//! The driver capability contract.

use std::any::Any;

use crate::dev_obj::DevObj;
use crate::error::{DeviceError, DeviceResult};

/// Capability set a concrete driver implements.
///
/// `measure` runs on the dispatcher thread every sample interval and must
/// stay bounded and non-blocking; the usual body performs one bus
/// transaction, publishes the result into the driver's own state, and calls
/// [`DevObj::update_notify`] so parked readers wake. The I/O hooks default to
/// [`DeviceError::Unsupported`] and are overridden per driver.
///
/// `measure` holds the device's driver lock, so it must not call back into
/// the same device's `ioctl`/`read`/`write` forwarding; it operates on
/// `self` directly.
pub trait Driver: Send + 'static {
    /// Acquires one sample. Runs on the dispatcher thread.
    fn measure(&mut self, dev: &DevObj);

    /// Driver-specific control request.
    fn ioctl(&mut self, _cmd: u32, _arg: &mut dyn Any) -> DeviceResult<i32> {
        Err(DeviceError::Unsupported)
    }

    fn read(&mut self, _buf: &mut [u8]) -> DeviceResult<usize> {
        Err(DeviceError::Unsupported)
    }

    fn write(&mut self, _buf: &[u8]) -> DeviceResult<usize> {
        Err(DeviceError::Unsupported)
    }

    /// Downcast seam used by typed handle access; implementations return
    /// `self`.
    fn as_any(&self) -> &dyn Any;
    fn as_any_mut(&mut self) -> &mut dyn Any;
}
+ + +
■ Task requirements
Take each record above and return it verbatim.

■ Output for this exercise
//! The driver capability contract.

use std::any::Any;

use crate::dev_obj::DevObj;
use crate::error::{DeviceError, DeviceResult};

/// Capability set a concrete driver implements.
///
/// `measure` runs on the dispatcher thread every sample interval and must
/// stay bounded and non-blocking; the usual body performs one bus
/// transaction, publishes the result into the driver's own state, and calls
/// [`DevObj::update_notify`] so parked readers wake. The I/O hooks default to
/// [`DeviceError::Unsupported`] and are overridden per driver.
///
/// `measure` holds the device's driver lock, so it must not call back into
/// the same device's `ioctl`/`read`/`write` forwarding; it operates on
/// `self` directly.
pub trait Driver: Send + 'static {
    /// Acquires one sample. Runs on the dispatcher thread.
    fn measure(&mut self, dev: &DevObj);

    /// Driver-specific control request.
    fn ioctl(&mut self, _cmd: u32, _arg: &mut dyn Any) -> DeviceResult<i32> {
        Err(DeviceError::Unsupported)
    }

    fn read(&mut self, _buf: &mut [u8]) -> DeviceResult<usize> {
        Err(DeviceError::Unsupported)
    }

    fn write(&mut self, _buf: &[u8]) -> DeviceResult<usize> {
        Err(DeviceError::Unsupported)
    }

    /// Downcast seam used by typed handle access; implementations return
    /// `self`.
    fn as_any(&self) -> &dyn Any;
    fn as_any_mut(&mut self) -> &mut dyn Any;
}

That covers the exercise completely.